Moderatorzy: Estraven, Moderatorzy
kitkunia pisze:Bo mam taką ochotę
kitkunia pisze: Pracuję na onkologii i wiem co nieco o raku![]()
Blue pisze:Katarzynka01 - Mi osobiście nie chodzi o przypadkowe odpisanie na stary wątek, bardziej o stwierdzenie że odbyło się to ponieważ autorka posta miała taką ochotę co zakłada celowość działania.

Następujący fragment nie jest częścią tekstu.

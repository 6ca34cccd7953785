//! Email invitation entity models.

use knect_core::types::{DbId, Timestamp};
use serde::Serialize;
use sqlx::FromRow;

/// A row from the `email_invitations` table.
///
/// `connection_code` is an invitation-namespace token (`invc_...`),
/// deliberately distinct from QR connection codes.
#[derive(Debug, Clone, FromRow, Serialize)]
pub struct EmailInvitation {
    pub id: DbId,
    pub invitation_id: String,
    pub recipient_email: String,
    pub sender_user_id: DbId,
    pub connection_code: String,
    pub scan_snapshot: serde_json::Value,
    pub status: String,
    pub email_sent_at: Timestamp,
    pub expires_at: Timestamp,
}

I to skomentowalam.
Ale odezwałam się najbardziej dlatego iż pisze o bezcelowości badań i działań medycznych w przypadku nowotworów.
Co może wyrządzić nieodwracalną szkodę kotom.
Pomijam już takie teksty ze strony pracownika (?) onkologii.
Przypominam że nowotwory złośliwe to guzy mózgu i rak płaskonabłonkowy na czubku ucha.
Blue pisze:Spora część nowotworów u kotów, także złośliwych, wykryta wcześnie i zoperowana - daje całkowite wyzdrowienie, chłoniaki u kotów częstokroć reagują świetnie na chemię.
Lekami nie przedłuża się agonii bo byłoby to okrutne ale nawet jeśli nowotwór nie jest operacyjny ani do pacyfikacją chemią - lekami można czasem znacząco przedłużyć kocie życie w fajnym komforcie. Oczywiście, nie zawsze, są to sprawy indywidualne, zależne każdorazowo także od konkretnego przypadku i wiedzy lekarza, decyzji opiekuna - ale absolutnie nie zawsze u kota diagnoza nowotworu złośliwego oznacza natychmiastowy wyrok.